Но падре даже не поднял головы, продолжая внимательно рассматривать причудливую резьбу на рукоятке.

— Язычники, — негромко приговаривал он, постукивая твердым ногтем по деревянным узорам, — приносят человеческие жертвы… Поклоняются Солнцу… Культ предков…

— Золото! — прервал его бормотание Норман. — Много ли у них золота?

— Для тех, чьи останки покоятся на дне этой лагуны, его оказалось вполне достаточно, — проговорил падре.

Норман хотел что-то ответить, но тут с кормы раздался крик Люса.

— Плывут! Плывут! — завопил он, размахивая сорванным с головы платком.

Норман быстро перебежал на корму и, припав к борту, стал всматриваться в быстро приближающиеся лодки под зелеными, сшитыми из широких листьев парусами. Люс спрыгнул в отсек под кормовой палубой, направил в сторону зеленой флотилии стволы всех четырех пушек и встал между ними с горящим фитилем в руке.

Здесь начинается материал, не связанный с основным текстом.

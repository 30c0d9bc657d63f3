//! Printloom storefront server.
//!
//! Serves [`routes::app`] on the configured address. The schema is managed
//! with `pl-cli migrate` and is never touched at startup.

#![cfg_attr(not(test), forbid(unsafe_code))]

use std::borrow::Cow;
use std::net::SocketAddr;

use sentry::integrations::tracing::{self as sentry_tracing, EventFilter};
use tracing::Level;
use tracing_subscriber::{EnvFilter, layer::SubscriberExt, util::SubscriberInitExt};

use printloom_storefront::config::StorefrontConfig;
use printloom_storefront::state::AppState;
use printloom_storefront::{db, routes};

#[tokio::main]
async fn main() {
    let config = StorefrontConfig::from_env().expect("invalid storefront configuration");

    // Sentry before the subscriber, so its tracing layer has a client.
    let _sentry = config.sentry_dsn.as_deref().map(|dsn| {
        sentry::init((
            dsn,
            sentry::ClientOptions {
                release: sentry::release_name!(),
                environment: config.sentry_environment.clone().map(Cow::Owned),
                sample_rate: config.sentry_sample_rate,
                traces_sample_rate: config.sentry_traces_sample_rate,
                attach_stacktrace: true,
                ..Default::default()
            },
        ))
    });

    let sentry_layer = sentry_tracing::layer().event_filter(|metadata| match *metadata.level() {
        Level::ERROR | Level::WARN => EventFilter::Event,
        Level::INFO | Level::DEBUG => EventFilter::Breadcrumb,
        _ => EventFilter::Ignore,
    });
    tracing_subscriber::registry()
        .with(
            EnvFilter::try_from_default_env()
                .unwrap_or_else(|_| EnvFilter::new("printloom_storefront=info,tower_http=info")),
        )
        .with(tracing_subscriber::fmt::layer())
        .with(sentry_layer)
        .init();

    let pool = db::create_pool(&config.database_url)
        .await
        .expect("cannot reach the database");
    let addr = config.socket_addr();
    let app = routes::app(AppState::new(config, pool));

    let listener = tokio::net::TcpListener::bind(addr)
        .await
        .expect("cannot bind the storefront address");
    tracing::info!(%addr, "storefront listening");

    // Connect info backs the rate limiter when no forwarding header is sent.
    axum::serve(
        listener,
        app.into_make_service_with_connect_info::<SocketAddr>(),
    )
    .with_graceful_shutdown(async {
        if let Err(e) = tokio::signal::ctrl_c().await {
            tracing::error!(error = %e, "cannot listen for ctrl-c");
        }
        tracing::info!("shutting down");
    })
    .await
    .expect("server error");
}
//! Order route handlers.

use axum::{
    Json,
    extract::{Path, State, rejection::PathRejection},
};
use tracing::instrument;

use printloom_core::OrderId;

use crate::error::Result;
use crate::middleware::RequireAuth;
use crate::models::{OrderSummary, OrderView};
use crate::services::OrderService;
use crate::state::AppState;

/// List the signed-in user's orders.
#[instrument(skip(state, user), fields(user_id = %user.id))]
pub async fn index(
    State(state): State<AppState>,
    RequireAuth(user): RequireAuth,
) -> Result<Json<Vec<OrderSummary>>> {
    let orders = OrderService::new(state.store()).list_orders(&user).await?;
    Ok(Json(orders))
}

/// Show one order with its items and shipping details.
///
/// Admins may read any order; everyone else only their own.
#[instrument(skip(state, user, id), fields(user_id = %user.id))]
pub async fn show(
    State(state): State<AppState>,
    RequireAuth(user): RequireAuth,
    id: std::result::Result<Path<OrderId>, PathRejection>,
) -> Result<Json<OrderView>> {
    let Path(order_id) = id?;
    let order = OrderService::new(state.store())
        .get_order(&user, order_id)
        .await?;
    Ok(Json(order))
}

Лодки подплывали все ближе; уже стали отчетливо видны их круто вздетые, связанные из толстого тростника носы; затем острые глаза Нормана различили на фоне зеленых парусов разукрашенные белой и красной глиной человеческие лица, но в тот миг, когда он уже готов был взмахом кружевного манжета подать знак застывшему в готовности Люсу, на носу ближайшей лодки показалась золотая голова Эрниха.

— Эй, Норман! — крикнул он, весело сверкнув зубами на солнце. — Как видишь, моя прогулка удалась! Я не только вернулся сам, но и привел с собой этих доблестных мужей, готовых поднести нам лучшие плоды своей благословенной земли!

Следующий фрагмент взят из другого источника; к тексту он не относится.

//! Catalog types: categories, products and listing queries.

use chrono::{DateTime, Utc};
use rust_decimal::Decimal;
use serde::{Deserialize, Serialize};

use printloom_core::pricing::MAX_CATALOG_PRICE;
use printloom_core::{
    AreaId, CategoryId, CustomizableArea, CustomizationKind, Price, ProductId,
};

/// Default page size for product listings.
pub const DEFAULT_PAGE_SIZE: u32 = 10;
/// Largest page size a client may request.
pub const MAX_PAGE_SIZE: u32 = 100;

/// A product category.
#[derive(Debug, Clone, PartialEq, Eq, Serialize)]
#[serde(rename_all = "camelCase")]
pub struct Category {
    pub id: CategoryId,
    pub name: String,
    pub slug: String,
    pub description: Option<String>,
    pub image_url: Option<String>,
}

/// The category fields embedded in product and cart responses.
#[derive(Debug, Clone, PartialEq, Eq, Serialize)]
#[serde(rename_all = "camelCase")]
pub struct CategoryRef {
    pub id: CategoryId,
    pub name: String,
    pub slug: String,
}

/// A product with its customizable areas.
#[derive(Debug, Clone, PartialEq, Eq, Serialize)]
#[serde(rename_all = "camelCase")]
pub struct Product {
    pub id: ProductId,
    pub name: String,
    pub slug: String,
    pub description: Option<String>,
    pub base_price: Price,
    pub images: Vec<String>,
    pub category: CategoryRef,
    pub customizable_areas: Vec<CustomizableArea>,
    pub created_at: DateTime<Utc>,
}

/// Raw listing query string: `?page=1&limit=10&category=mugs&search=cat&minPrice=5&sort=price-asc`.
#[derive(Debug, Clone, Default, Deserialize)]
#[serde(rename_all = "camelCase")]
pub struct ProductQuery {
    pub page: Option<u32>,
    pub limit: Option<u32>,
    pub category: Option<String>,
    pub search: Option<String>,
    pub min_price: Option<Decimal>,
    pub max_price: Option<Decimal>,
    pub sort: Option<String>,
}

/// Listing order.
#[derive(Debug, Clone, Copy, Default, PartialEq, Eq)]
pub enum ProductSort {
    #[default]
    Newest,
    PriceAsc,
    PriceDesc,
    NameAsc,
}

impl ProductSort {
    /// Parse a `sort` query value. Unknown or missing values mean newest first.
    #[must_use]
    pub fn parse(value: Option<&str>) -> Self {
        match value.map(str::trim) {
            Some("price-asc") => Self::PriceAsc,
            Some("price-desc") => Self::PriceDesc,
            Some("name-asc") => Self::NameAsc,
            _ => Self::Newest,
        }
    }

    /// `ORDER BY` clause over the `p` products alias. Ties break on id so
    /// pages never overlap.
    #[must_use]
    pub const fn order_by(self) -> &'static str {
        match self {
            Self::Newest => "p.created_at DESC, p.id",
            Self::PriceAsc => "p.base_price ASC, p.id",
            Self::PriceDesc => "p.base_price DESC, p.id",
            Self::NameAsc => "p.name ASC, p.id",
        }
    }
}

/// A validated listing query.
#[derive(Debug, Clone, PartialEq, Eq)]
pub struct ProductFilter {
    pub page: u32,
    pub limit: u32,
    pub category: Option<String>,
    pub search: Option<String>,
    pub min_price: Option<Decimal>,
    pub max_price: Option<Decimal>,
    pub sort: ProductSort,
}

impl ProductFilter {
    /// Rows to skip for the requested page.
    #[must_use]
    pub fn offset(&self) -> u64 {
        u64::from(self.page.saturating_sub(1)) * u64::from(self.limit)
    }
}

impl TryFrom<ProductQuery> for ProductFilter {
    type Error = String;

    fn try_from(query: ProductQuery) -> Result<Self, Self::Error> {
        let page = query.page.unwrap_or(1);
        if page < 1 {
            return Err("page must be at least 1".to_string());
        }
        let limit = query.limit.unwrap_or(DEFAULT_PAGE_SIZE);
        if !(1..=MAX_PAGE_SIZE).contains(&limit) {
            return Err(format!("limit must be between 1 and {MAX_PAGE_SIZE}"));
        }
        if let (Some(min), Some(max)) = (query.min_price, query.max_price)
            && min > max
        {
            return Err("minPrice cannot exceed maxPrice".to_string());
        }

        let non_blank = |s: Option<String>| {
            s.map(|v| v.trim().to_string()).filter(|v| !v.is_empty())
        };

        Ok(Self {
            page,
            limit,
            category: non_blank(query.category),
            search: non_blank(query.search),
            min_price: query.min_price,
            max_price: query.max_price,
            sort: ProductSort::parse(query.sort.as_deref()),
        })
    }
}

/// Pagination metadata returned with a listing.
#[derive(Debug, Clone, PartialEq, Eq, Serialize)]
#[serde(rename_all = "camelCase")]
pub struct Pagination {
    pub page: u32,
    pub limit: u32,
    pub total: u64,
    pub total_pages: u64,
    pub has_more: bool,
}

impl Pagination {
    #[must_use]
    pub fn new(page: u32, limit: u32, total: u64) -> Self {
        let total_pages = total.div_ceil(u64::from(limit.max(1)));
        Self {
            page,
            limit,
            total,
            total_pages,
            has_more: u64::from(page) < total_pages,
        }
    }
}

/// One page of products.
#[derive(Debug, Clone, Serialize)]
pub struct ProductPage {
    pub products: Vec<Product>,
    pub pagination: Pagination,
}

/// A customizable area in a product creation request.
#[derive(Debug, Clone, Deserialize)]
#[serde(rename_all = "camelCase")]
pub struct NewArea {
    pub name: String,
    #[serde(rename = "type")]
    pub kind: CustomizationKind,
    pub extra_charge: Option<Decimal>,
}

/// Product creation request.
#[derive(Debug, Clone, Deserialize)]
#[serde(rename_all = "camelCase")]
pub struct NewProduct {
    pub name: String,
    pub slug: String,
    pub description: Option<String>,
    pub base_price: Decimal,
    pub category_id: CategoryId,
    #[serde(default)]
    pub images: Vec<String>,
    #[serde(default)]
    pub customizable_areas: Vec<NewArea>,
}

/// A validated product ready to insert.
#[derive(Debug, Clone)]
pub struct ProductDraft {
    pub id: ProductId,
    pub name: String,
    pub slug: String,
    pub description: Option<String>,
    pub base_price: Price,
    pub category_id: CategoryId,
    pub images: Vec<String>,
    pub areas: Vec<CustomizableArea>,
}

impl NewProduct {
    /// Validate the request and assign IDs.
    ///
    /// # Errors
    ///
    /// Returns a client-facing message naming the first invalid field.
    pub fn validate(self) -> Result<ProductDraft, String> {
        let name = self.name.trim().to_string();
        if name.chars().count() < 2 {
            return Err("name must be at least 2 characters".to_string());
        }
        let slug = self.slug.trim().to_string();
        if slug.chars().count() < 2 {
            return Err("slug must be at least 2 characters".to_string());
        }
        if self.base_price <= Decimal::ZERO {
            return Err("basePrice must be positive".to_string());
        }
        if self.base_price > MAX_CATALOG_PRICE {
            return Err(format!("basePrice cannot exceed {MAX_CATALOG_PRICE}"));
        }
        let base_price = Price::new(self.base_price).map_err(|e| e.to_string())?.rounded();

        let id = ProductId::generate();
        let areas = self
            .customizable_areas
            .into_iter()
            .map(|area| {
                let name = area.name.trim().to_string();
                if name.is_empty() {
                    return Err("customizable area name is required".to_string());
                }
                if area.extra_charge.is_some_and(|c| c > MAX_CATALOG_PRICE) {
                    return Err(format!("area {name}: extraCharge cannot exceed {MAX_CATALOG_PRICE}"));
                }
                let extra_charge = area
                    .extra_charge
                    .map(|c| Price::new(c).map(Price::rounded))
                    .transpose()
                    .map_err(|e| format!("area {name}: {e}"))?;
                Ok(CustomizableArea {
                    id: AreaId::generate(),
                    product_id: id,
                    name,
                    kind: area.kind,
                    extra_charge,
                })
            })
            .collect::<Result<Vec<_>, _>>()?;

        Ok(ProductDraft {
            id,
            name,
            slug,
            description: self
                .description
                .map(|d| d.trim().to_string())
                .filter(|d| !d.is_empty()),
            base_price,
            category_id: self.category_id,
            images: self.images,
            areas,
        })
    }
}

#[cfg(test)]
#[allow(clippy::unwrap_used)]
mod tests {
    use super::*;

    #[test]
    fn test_filter_defaults() {
        let filter = ProductFilter::try_from(ProductQuery::default()).unwrap();
        assert_eq!(filter.page, 1);
        assert_eq!(filter.limit, DEFAULT_PAGE_SIZE);
        assert_eq!(filter.offset(), 0);
        assert_eq!(filter.sort, ProductSort::Newest);
    }

    #[test]
    fn test_sort_parsing_falls_back_to_newest() {
        assert_eq!(ProductSort::parse(Some("price-asc")), ProductSort::PriceAsc);
        assert_eq!(ProductSort::parse(Some("price-desc")), ProductSort::PriceDesc);
        assert_eq!(ProductSort::parse(Some("name-asc")), ProductSort::NameAsc);
        assert_eq!(ProductSort::parse(Some("newest")), ProductSort::Newest);
        assert_eq!(ProductSort::parse(Some("popular")), ProductSort::Newest);
        assert_eq!(ProductSort::parse(Some("1; DROP TABLE products")), ProductSort::Newest);
        assert_eq!(ProductSort::parse(None), ProductSort::Newest);
    }

    #[test]
    fn test_filter_rejects_bad_pagination() {
        let zero_page = ProductQuery {
            page: Some(0),
            ..ProductQuery::default()
        };
        assert!(ProductFilter::try_from(zero_page).is_err());

        let huge_limit = ProductQuery {
            limit: Some(101),
            ..ProductQuery::default()
        };
        assert!(ProductFilter::try_from(huge_limit).is_err());
    }

    #[test]
    fn test_filter_offset_and_blank_search() {
        let filter = ProductFilter::try_from(ProductQuery {
            page: Some(3),
            limit: Some(20),
            search: Some("   ".to_string()),
            ..ProductQuery::default()
        })
        .unwrap();
        assert_eq!(filter.offset(), 40);
        assert_eq!(filter.search, None);
    }

    #[test]
    fn test_pagination_math() {
        let p = Pagination::new(1, 10, 25);
        assert_eq!(p.total_pages, 3);
        assert!(p.has_more);

        let last = Pagination::new(3, 10, 25);
        assert!(!last.has_more);

        let empty = Pagination::new(1, 10, 0);
        assert_eq!(empty.total_pages, 0);
        assert!(!empty.has_more);
    }

    fn new_product() -> NewProduct {
        NewProduct {
            name: "Padalustro T-Shirt".to_string(),
            slug: "padalustro-t-shirt".to_string(),
            description: Some("Soft cotton tee".to_string()),
            base_price: "19.99".parse().unwrap(),
            category_id: CategoryId::generate(),
            images: vec!["/images/tee.png".to_string()],
            customizable_areas: vec![NewArea {
                name: "Front text".to_string(),
                kind: CustomizationKind::Text,
                extra_charge: Some("2.50".parse().unwrap()),
            }],
        }
    }

    #[test]
    fn test_new_product_validates() {
        let draft = new_product().validate().unwrap();
        assert_eq!(draft.areas.len(), 1);
        assert_eq!(draft.areas[0].product_id, draft.id);
        assert_eq!(draft.base_price, Price::from_cents(1999));
    }

    #[test]
    fn test_new_product_rejects_bad_fields() {
        let mut short = new_product();
        short.name = "T".to_string();
        assert!(short.validate().is_err());

        let mut free = new_product();
        free.base_price = Decimal::ZERO;
        assert!(free.validate().is_err());

        let mut negative_charge = new_product();
        negative_charge.customizable_areas[0].extra_charge = Some("-1".parse().unwrap());
        assert!(negative_charge.validate().is_err());
    }

    #[test]
    fn test_new_product_price_ceiling() {
        let mut at_limit = new_product();
        at_limit.base_price = MAX_CATALOG_PRICE;
        at_limit.customizable_areas[0].extra_charge = Some(MAX_CATALOG_PRICE);
        assert!(at_limit.validate().is_ok());

        let mut pricey = new_product();
        pricey.base_price = "100000.00".parse().unwrap();
        assert!(pricey.validate().is_err());

        let mut pricey_area = new_product();
        pricey_area.customizable_areas[0].extra_charge = Some("100000.00".parse().unwrap());
        assert!(pricey_area.validate().is_err());
    }
}
//! Session-related types.
//!
//! Types stored in the session for authentication state.

use serde::{Deserialize, Serialize};

use printloom_core::{Email, UserId, UserRole};

use super::user::User;

/// Session-stored user identity.
///
/// Resolved once per request by the auth extractors and passed explicitly
/// into every service call.
#[derive(Debug, Clone, PartialEq, Eq, Serialize, Deserialize)]
pub struct CurrentUser {
    /// User's database ID.
    pub id: UserId,
    /// User's email address.
    pub email: Email,
    /// Display name.
    pub name: String,
    /// Account role.
    pub role: UserRole,
}

impl CurrentUser {
    /// Whether this user may act on other users' data.
    #[must_use]
    pub fn is_admin(&self) -> bool {
        self.role == UserRole::Admin
    }
}

impl From<&User> for CurrentUser {
    fn from(user: &User) -> Self {
        Self {
            id: user.id,
            email: user.email.clone(),
            name: user.name.clone(),
            role: user.role,
        }
    }
}

/// Session keys for authentication data.
pub mod keys {
    /// Key for storing the current logged-in user.
    pub const CURRENT_USER: &str = "current_user";
}
//! Customizable areas of a product.

use serde::{Deserialize, Serialize};

use super::customization::CustomizationKind;
use super::id::{AreaId, ProductId};
use super::price::Price;

/// A region of a product the shopper may personalize.
///
/// An area accepts exactly one kind of customization and may carry a
/// surcharge that is added to the unit price whenever it is filled in.
#[derive(Debug, Clone, PartialEq, Eq, Serialize, Deserialize)]
#[serde(rename_all = "camelCase")]
pub struct CustomizableArea {
    pub id: AreaId,
    pub product_id: ProductId,
    pub name: String,
    #[serde(rename = "type")]
    pub kind: CustomizationKind,
    /// Absent means free.
    pub extra_charge: Option<Price>,
}

impl CustomizableArea {
    /// The surcharge applied when this area is filled in.
    #[must_use]
    pub fn surcharge(&self) -> Price {
        self.extra_charge.unwrap_or(Price::ZERO)
    }
}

— Преклоняюсь перед величием твоего подвига! — отозвался Норман. — Но как тебе удалось с ними договориться?

— Ты спрашиваешь о языке?

— Да.

— Вряд ли я смогу это кому-либо объяснить, — задумчиво сказал Эрних, — но иногда я думаю, что все люди, на какие бы племена и народы они ни были разделены, происходят от одного общего предка и говорят на одном языке, — надо только уметь слушать этот язык! Ты понимаешь меня?

— Нет, — покачал головой Норман, — не понимаю.

Тем временем лодки, сухо шурша на ветру зелеными листьями парусов, уже швартовались к обоим бортам корабля. Первым поднялся на палубу Эрних, следом за ним по веревочной лестнице ловко вскарабкался высокий стройный человек в пышном шлеме из радужных перьев и в накидке из темно-красного пятнистого меха. Когда Эрних пощелкал языком и торжественным жестом указал на подходящего к ним Нормана, человек плотно прикрыл татуированными ладонями лицо, густо облепленное разноцветной глиной, и застыл в почтительной позе. Над палубой повисла тишина. Гардары настороженно поглядывали на людей в лодках, на Бэрга, сидящего в одной из них и невозмутимо срезавшего ножом длинную спираль кожуры с какого-то неизвестного плода. И только падре внимательно разглядывал густую сеть татуировок на темно-красном теле человека и, словно читая развернутый свиток, беззвучно шевелил губами.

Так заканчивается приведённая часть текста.